_What this task involves_
Filter the entries for lines with the word "RwLock".

☆ ☆ ☆ ☆ ☆ ☆ ☆

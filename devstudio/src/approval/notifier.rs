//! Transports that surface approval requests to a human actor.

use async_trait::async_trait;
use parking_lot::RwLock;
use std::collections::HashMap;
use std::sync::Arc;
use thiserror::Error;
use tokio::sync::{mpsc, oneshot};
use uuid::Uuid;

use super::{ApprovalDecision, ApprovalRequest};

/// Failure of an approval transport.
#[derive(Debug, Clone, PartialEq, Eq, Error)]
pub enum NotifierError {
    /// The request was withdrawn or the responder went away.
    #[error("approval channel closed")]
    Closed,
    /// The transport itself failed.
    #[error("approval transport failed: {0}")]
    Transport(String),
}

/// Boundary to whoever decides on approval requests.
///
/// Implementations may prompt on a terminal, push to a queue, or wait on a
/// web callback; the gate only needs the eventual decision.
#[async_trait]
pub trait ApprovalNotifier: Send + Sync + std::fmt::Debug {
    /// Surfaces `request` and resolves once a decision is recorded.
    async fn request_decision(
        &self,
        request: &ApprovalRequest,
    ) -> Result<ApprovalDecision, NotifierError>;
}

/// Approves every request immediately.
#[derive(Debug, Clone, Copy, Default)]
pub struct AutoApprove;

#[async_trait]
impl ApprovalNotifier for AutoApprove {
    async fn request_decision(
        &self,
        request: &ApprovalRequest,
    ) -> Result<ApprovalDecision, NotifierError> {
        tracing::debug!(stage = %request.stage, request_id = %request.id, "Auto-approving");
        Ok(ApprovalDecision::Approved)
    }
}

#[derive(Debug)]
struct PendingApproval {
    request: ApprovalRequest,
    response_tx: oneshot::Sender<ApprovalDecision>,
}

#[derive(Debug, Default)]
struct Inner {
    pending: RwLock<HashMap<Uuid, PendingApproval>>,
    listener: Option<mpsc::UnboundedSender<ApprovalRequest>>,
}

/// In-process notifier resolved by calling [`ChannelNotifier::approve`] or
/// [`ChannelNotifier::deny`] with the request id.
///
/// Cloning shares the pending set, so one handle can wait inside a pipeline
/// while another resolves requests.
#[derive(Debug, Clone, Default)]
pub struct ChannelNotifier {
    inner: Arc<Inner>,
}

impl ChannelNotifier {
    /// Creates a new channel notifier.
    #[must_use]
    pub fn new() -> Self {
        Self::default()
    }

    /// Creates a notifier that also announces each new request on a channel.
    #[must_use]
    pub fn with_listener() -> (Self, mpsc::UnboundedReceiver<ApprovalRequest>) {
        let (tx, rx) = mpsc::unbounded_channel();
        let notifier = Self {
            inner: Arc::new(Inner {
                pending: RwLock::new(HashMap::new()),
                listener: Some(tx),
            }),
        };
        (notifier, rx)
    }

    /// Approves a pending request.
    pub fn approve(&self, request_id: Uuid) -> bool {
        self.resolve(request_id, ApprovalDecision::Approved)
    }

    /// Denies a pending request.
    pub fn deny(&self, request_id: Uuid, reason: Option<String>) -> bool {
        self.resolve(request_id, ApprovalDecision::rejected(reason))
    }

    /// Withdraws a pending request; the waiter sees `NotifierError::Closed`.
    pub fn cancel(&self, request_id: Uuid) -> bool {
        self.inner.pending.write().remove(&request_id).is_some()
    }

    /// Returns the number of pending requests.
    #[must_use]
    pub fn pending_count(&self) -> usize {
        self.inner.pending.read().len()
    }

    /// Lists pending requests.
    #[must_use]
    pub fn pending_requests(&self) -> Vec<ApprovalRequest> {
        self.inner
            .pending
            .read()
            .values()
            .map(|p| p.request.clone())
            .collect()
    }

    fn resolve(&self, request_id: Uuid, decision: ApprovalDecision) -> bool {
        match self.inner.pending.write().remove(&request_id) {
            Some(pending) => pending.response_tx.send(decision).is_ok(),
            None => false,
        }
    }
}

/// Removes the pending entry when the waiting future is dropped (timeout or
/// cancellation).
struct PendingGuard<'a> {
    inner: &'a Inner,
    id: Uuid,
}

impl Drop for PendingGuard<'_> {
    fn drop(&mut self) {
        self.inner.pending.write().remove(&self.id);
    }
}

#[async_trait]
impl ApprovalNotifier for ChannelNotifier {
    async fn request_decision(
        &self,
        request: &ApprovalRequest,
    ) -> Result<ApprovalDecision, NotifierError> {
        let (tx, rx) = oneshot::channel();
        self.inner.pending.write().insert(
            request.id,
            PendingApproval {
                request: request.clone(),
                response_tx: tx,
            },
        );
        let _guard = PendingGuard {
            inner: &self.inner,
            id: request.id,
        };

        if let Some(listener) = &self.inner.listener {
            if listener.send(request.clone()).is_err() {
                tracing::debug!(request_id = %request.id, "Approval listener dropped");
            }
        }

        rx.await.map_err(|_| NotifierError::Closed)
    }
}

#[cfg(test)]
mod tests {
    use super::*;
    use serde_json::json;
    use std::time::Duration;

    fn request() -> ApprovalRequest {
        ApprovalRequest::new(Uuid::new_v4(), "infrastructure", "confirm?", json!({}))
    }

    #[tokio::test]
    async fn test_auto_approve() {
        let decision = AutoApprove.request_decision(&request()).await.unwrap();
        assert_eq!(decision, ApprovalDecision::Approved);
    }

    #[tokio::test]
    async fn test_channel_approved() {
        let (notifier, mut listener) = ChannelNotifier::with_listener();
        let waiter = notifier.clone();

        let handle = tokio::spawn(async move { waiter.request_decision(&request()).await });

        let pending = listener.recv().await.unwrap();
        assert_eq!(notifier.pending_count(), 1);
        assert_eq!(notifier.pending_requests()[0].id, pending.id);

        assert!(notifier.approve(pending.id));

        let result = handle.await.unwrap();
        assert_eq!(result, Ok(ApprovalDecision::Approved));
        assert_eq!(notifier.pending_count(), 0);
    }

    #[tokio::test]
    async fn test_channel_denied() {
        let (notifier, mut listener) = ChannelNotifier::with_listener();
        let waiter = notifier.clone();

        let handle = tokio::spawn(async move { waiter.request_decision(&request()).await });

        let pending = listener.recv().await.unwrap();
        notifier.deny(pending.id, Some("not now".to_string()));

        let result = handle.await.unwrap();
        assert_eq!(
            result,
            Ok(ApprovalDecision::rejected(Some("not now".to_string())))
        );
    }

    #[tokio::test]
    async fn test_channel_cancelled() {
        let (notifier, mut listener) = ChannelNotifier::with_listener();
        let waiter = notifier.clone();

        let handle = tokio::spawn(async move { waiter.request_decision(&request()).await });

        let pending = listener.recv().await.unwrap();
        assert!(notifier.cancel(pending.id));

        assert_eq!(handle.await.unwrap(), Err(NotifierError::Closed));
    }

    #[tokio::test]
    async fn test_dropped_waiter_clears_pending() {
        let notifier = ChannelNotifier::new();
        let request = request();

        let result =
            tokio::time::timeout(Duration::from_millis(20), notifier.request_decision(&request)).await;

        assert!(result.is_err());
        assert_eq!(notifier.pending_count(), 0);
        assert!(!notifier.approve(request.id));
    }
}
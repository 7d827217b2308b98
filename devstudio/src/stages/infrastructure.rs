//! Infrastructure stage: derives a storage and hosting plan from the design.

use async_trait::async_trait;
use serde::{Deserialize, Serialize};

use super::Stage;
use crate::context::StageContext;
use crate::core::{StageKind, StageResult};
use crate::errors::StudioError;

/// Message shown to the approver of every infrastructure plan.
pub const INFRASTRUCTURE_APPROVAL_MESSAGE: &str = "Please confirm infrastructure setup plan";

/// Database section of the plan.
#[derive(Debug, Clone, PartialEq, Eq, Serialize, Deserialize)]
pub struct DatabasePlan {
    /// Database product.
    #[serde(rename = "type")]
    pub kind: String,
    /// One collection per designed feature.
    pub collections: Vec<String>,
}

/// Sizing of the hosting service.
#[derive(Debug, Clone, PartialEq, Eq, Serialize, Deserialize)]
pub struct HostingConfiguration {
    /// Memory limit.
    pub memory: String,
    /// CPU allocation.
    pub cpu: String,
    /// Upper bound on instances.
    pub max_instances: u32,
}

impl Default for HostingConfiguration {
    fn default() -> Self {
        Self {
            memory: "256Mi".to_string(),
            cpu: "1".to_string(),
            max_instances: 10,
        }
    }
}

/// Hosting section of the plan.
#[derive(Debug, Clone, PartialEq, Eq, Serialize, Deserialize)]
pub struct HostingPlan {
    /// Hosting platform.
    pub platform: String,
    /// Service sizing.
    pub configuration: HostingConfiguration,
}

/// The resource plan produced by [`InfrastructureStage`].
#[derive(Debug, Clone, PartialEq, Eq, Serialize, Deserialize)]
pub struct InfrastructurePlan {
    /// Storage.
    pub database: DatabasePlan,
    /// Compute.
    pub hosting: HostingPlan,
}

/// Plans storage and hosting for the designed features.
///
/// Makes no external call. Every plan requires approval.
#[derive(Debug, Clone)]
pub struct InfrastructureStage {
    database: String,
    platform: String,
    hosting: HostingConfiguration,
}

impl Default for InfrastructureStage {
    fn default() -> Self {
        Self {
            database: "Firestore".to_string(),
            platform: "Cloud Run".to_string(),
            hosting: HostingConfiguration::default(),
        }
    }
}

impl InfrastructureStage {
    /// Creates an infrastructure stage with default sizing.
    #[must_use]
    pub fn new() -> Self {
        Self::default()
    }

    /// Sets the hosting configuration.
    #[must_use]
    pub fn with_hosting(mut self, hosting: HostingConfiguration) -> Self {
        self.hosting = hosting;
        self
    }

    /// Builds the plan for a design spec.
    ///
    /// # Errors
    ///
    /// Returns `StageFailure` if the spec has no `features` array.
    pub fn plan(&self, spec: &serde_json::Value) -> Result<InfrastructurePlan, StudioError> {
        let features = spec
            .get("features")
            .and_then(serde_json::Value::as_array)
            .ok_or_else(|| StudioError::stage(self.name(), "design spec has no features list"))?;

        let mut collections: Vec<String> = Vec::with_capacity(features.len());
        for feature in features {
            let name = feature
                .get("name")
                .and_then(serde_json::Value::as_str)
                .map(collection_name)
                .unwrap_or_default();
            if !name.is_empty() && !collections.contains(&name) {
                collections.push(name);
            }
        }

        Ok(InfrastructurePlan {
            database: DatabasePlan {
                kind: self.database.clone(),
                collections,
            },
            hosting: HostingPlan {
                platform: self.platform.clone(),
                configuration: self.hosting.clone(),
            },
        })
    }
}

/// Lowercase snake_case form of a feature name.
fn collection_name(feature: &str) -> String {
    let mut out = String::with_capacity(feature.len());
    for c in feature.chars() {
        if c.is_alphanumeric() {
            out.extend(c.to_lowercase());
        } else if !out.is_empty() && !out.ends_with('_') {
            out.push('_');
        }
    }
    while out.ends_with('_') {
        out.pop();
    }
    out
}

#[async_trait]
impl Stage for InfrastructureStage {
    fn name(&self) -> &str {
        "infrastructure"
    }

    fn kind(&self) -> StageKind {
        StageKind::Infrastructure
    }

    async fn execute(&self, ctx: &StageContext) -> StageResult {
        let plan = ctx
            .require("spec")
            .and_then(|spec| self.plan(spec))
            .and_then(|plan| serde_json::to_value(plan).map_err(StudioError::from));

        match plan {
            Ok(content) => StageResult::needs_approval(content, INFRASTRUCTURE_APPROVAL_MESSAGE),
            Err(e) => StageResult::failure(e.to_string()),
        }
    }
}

☆ ☆ ☆ ☆ ☆ ☆ ☆

_Exercise output_
use parking_lot::RwLock;
    pending: RwLock<HashMap<Uuid, PendingApproval>>,
                pending: RwLock::new(HashMap::new()),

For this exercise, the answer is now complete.